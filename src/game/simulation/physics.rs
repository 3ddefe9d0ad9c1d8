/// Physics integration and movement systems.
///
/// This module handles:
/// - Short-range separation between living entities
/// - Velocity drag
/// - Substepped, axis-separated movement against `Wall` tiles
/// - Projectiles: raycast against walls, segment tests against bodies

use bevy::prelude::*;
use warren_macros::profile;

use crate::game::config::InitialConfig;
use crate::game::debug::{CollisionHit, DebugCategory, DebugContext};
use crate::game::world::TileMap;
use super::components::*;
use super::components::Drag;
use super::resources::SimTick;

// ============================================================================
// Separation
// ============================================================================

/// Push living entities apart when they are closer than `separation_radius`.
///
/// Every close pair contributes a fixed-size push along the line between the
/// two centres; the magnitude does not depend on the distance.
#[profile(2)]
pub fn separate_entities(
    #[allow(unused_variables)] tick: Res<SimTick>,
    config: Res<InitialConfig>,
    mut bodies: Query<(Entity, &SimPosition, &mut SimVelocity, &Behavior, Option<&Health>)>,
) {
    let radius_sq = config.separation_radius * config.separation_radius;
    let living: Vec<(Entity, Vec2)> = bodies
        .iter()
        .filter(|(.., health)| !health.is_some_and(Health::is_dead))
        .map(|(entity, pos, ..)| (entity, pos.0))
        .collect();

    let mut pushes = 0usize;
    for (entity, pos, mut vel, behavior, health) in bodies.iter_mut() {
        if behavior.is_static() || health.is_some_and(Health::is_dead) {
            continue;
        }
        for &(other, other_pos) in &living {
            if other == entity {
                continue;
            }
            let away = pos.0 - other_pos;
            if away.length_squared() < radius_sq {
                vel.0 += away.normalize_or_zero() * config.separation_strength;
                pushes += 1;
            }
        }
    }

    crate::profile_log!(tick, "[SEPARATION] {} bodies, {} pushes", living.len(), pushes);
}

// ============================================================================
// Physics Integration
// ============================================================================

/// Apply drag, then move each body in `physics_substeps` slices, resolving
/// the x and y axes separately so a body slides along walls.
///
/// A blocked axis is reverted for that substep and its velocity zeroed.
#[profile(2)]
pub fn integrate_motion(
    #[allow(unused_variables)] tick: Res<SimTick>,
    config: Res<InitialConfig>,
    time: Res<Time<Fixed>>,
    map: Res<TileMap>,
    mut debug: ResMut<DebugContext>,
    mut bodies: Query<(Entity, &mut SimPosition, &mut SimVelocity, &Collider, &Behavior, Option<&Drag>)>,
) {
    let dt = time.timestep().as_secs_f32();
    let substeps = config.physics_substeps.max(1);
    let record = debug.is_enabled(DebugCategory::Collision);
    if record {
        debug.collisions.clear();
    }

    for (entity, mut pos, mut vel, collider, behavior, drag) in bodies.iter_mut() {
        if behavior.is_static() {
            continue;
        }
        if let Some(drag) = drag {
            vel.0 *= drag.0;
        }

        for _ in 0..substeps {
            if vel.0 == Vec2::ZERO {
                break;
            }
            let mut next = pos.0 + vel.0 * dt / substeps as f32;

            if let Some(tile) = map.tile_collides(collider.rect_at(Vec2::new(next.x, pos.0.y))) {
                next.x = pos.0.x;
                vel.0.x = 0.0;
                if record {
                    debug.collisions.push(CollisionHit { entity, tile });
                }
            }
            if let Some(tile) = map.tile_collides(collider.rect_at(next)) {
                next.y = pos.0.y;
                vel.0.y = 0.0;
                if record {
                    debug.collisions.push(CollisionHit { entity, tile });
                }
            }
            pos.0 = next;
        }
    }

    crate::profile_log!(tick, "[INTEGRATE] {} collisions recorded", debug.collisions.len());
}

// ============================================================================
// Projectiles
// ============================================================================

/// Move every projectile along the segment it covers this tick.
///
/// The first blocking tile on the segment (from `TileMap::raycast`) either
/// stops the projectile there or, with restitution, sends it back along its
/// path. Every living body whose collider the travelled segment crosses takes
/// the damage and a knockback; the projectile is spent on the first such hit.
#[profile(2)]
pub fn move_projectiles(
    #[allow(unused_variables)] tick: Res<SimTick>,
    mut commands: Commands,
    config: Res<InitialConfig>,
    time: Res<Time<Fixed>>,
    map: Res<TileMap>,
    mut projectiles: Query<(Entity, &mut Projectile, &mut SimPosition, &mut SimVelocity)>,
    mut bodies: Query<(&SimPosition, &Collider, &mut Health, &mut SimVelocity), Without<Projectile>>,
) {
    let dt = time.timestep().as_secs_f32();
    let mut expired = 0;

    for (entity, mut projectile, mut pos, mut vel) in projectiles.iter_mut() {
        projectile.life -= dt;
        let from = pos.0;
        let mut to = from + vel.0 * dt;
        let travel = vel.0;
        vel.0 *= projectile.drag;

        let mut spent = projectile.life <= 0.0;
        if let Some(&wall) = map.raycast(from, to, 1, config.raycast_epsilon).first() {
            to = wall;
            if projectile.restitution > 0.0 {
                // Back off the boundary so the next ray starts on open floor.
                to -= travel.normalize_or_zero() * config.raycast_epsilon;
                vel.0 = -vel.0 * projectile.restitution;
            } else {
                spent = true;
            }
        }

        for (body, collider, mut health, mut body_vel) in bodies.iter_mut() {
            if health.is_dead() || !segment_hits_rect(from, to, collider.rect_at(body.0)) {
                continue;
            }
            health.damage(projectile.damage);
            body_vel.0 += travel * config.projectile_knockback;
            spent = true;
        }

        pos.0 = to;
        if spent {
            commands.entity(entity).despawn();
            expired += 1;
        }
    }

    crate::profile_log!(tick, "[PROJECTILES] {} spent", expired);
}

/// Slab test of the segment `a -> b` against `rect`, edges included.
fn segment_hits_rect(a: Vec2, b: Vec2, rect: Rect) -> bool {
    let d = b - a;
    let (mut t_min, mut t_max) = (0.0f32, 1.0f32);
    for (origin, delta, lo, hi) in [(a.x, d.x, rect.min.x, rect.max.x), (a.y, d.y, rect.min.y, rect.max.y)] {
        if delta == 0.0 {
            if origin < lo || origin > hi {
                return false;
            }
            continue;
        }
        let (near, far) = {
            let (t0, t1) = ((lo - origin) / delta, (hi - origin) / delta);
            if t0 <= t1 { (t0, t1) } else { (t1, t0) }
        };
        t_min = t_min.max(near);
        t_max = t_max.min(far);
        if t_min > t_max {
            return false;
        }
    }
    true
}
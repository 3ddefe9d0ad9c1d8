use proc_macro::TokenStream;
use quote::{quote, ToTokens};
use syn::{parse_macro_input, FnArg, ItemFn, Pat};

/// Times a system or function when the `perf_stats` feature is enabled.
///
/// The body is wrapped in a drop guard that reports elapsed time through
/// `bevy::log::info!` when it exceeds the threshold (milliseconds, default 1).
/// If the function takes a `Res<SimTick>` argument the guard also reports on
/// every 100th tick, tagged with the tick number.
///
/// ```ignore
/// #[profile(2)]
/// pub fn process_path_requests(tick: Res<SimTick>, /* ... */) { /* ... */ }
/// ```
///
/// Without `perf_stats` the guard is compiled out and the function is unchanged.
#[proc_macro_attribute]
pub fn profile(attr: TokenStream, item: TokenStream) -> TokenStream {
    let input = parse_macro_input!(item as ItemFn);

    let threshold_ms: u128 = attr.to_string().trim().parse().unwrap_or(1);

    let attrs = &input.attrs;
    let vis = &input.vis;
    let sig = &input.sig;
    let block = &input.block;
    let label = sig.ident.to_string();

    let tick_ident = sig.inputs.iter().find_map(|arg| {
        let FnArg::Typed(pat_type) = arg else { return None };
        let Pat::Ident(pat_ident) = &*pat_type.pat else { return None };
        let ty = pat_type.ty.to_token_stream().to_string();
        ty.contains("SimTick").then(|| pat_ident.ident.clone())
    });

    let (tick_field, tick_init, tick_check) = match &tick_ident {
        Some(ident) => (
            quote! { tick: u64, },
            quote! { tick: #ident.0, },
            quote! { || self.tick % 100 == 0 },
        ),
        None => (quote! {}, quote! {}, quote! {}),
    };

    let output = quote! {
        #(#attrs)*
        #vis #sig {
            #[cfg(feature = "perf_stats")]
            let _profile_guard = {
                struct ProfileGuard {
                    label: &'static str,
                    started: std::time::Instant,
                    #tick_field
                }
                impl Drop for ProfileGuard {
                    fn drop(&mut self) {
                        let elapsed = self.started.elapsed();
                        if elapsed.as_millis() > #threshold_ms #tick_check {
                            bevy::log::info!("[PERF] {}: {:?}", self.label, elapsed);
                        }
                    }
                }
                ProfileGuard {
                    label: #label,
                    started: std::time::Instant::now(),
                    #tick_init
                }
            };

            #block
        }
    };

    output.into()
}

+---+

§ Required action
Find the lines of the listing that contain the string "self" and give how many there are, with no other words.

§ Finished exercise
4